I would say "Boolean Model"

> and  VSM, then
> it seems that in the above case, it finds
> the full doclist of dog , and that of "greyhound", (the binary model
> part), then find the common docs from the two doclists,
> then order them by scores ( the VSM part).

Yes, assuming an AND combines them.  If it's an OR, then it will union the lists.  

>  is it true that the FULL
> doclists are fetched first? or is some pruning done on the individual
> doclists?

All docs that contain the word are scored and can potentially be returned if you have enough time/memory (not recommended)

> I see the
> talk in http://www.slideshare.net/abial/eurocon2010  that talks about
> pruning and tiered search, but is this the default behavior of Lucene?

That is more advanced and is something you can do w/ Lucene, but is not out of the box.

> how are the doclists sorted? (by  idf ?? --- sorry I'm just beginning
> to sift through a lot of docs online, somehow got this impression but
> can't form a precise conclusion)
> 

It depends on the query, etc.  Have a look at the Scoring page on the website for more info.

> 
> 
> also generally, could you please provide some good articles on how
> lucene/search engines work?
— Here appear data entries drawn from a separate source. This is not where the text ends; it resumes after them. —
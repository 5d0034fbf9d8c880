use serde_json::Value;

/// Raw object fields plus the object's declared Move type string.
#[derive(Debug, Clone)]
pub struct ObjectSnapshot {
    pub object_id: String,
    pub type_: String,
    pub fields: Value,
}

/// One coin owned by an address: its object id and raw balance.
#[derive(Debug, Clone)]
pub struct CoinRef {
    pub coin_id: String,
    pub balance: u64,
}

/// A single event delivery: its Move event type, parsed JSON payload, and
/// chain timestamp in epoch milliseconds.
#[derive(Debug, Clone)]
pub struct EventEnvelope {
    pub type_: String,
    pub parsed_json: Value,
    pub timestamp_ms: u64,
}

/// One BCS-encoded return value from a `dev_inspect` call, alongside its
/// Move type tag.
#[derive(Debug, Clone)]
pub struct ReturnValue {
    pub bcs_bytes: Vec<u8>,
    pub type_tag: String,
}

/// Aggregate result of a `dev_inspect` simulation.
#[derive(Debug, Clone, Default)]
pub struct DevInspectResult {
    pub results: Vec<ReturnValue>,
}

/// Outcome of a signed transaction submission.
#[derive(Debug, Clone)]
pub struct ExecutionResult {
    pub digest: String,
    pub effects_status: EffectsStatus,
    pub gas_used: u64,
    pub events: Vec<EventEnvelope>,
}

#[derive(Debug, Clone, PartialEq, Eq)]
pub enum EffectsStatus {
    Success,
    Failure { abort_code: Option<u64>, reason: String },
}

/// A pure description of a Move call to be turned into transaction bytes.
/// Transaction-plan builders (`registry::tx_builder`) produce these; the
/// RPC client turns them into bytes via `build_unsigned`, never executing
/// anything itself.
#[derive(Debug, Clone)]
pub struct TxPlan {
    pub function: MoveTarget,
    pub type_arguments: Vec<String>,
    pub arguments: Vec<TxArg>,
    pub gas_budget: Option<u64>,
}

#[derive(Debug, Clone)]
pub struct MoveTarget {
    pub package: String,
    pub module: String,
    pub function: String,
}

impl MoveTarget {
    pub fn new(package: impl Into<String>, module: impl Into<String>, function: impl Into<String>) -> Self {
        Self {
            package: package.into(),
            module: module.into(),
            function: function.into(),
        }
    }
}

/// An argument to a Move call: an object reference, a pure BCS-encodable
/// value, or the result of a prior command within the same PTB.
#[derive(Debug, Clone)]
pub enum TxArg {
    Object(String),
    Pure(Value),
    Result(usize),
    GasCoin,
}

/// One command in a programmable transaction block: either a Move call or
/// one of the two native coin-shaping commands. `MergeCoins`/`SplitCoins`
/// exist so a PTB can turn several selected coins into exactly the amount
/// a later command needs, without a separate round trip.
#[derive(Debug, Clone)]
pub enum TxCommand {
    MoveCall(TxPlan),
    MergeCoins { destination: TxArg, sources: Vec<TxArg> },
    SplitCoins { coin: TxArg, amounts: Vec<TxArg> },
}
I've read the "anatomy of a search engine"
> (google Sergey Brin & Larry Page paper),
> "introduction to information retrieval (Manning et al ) "  , "Lucene
> in action" ....

I'd start w/ Lucene in Action 2nd ed.  Brin and Page paper is good.  As is the Manning book, Baeza Yates, Grossman, etc.  I believe we have a resources page on our Wiki that lists out a lot of books and talks.

I would recommend, however, just trying out small examples of different queries and stepping through the code if you really want to know the guts of Lucene.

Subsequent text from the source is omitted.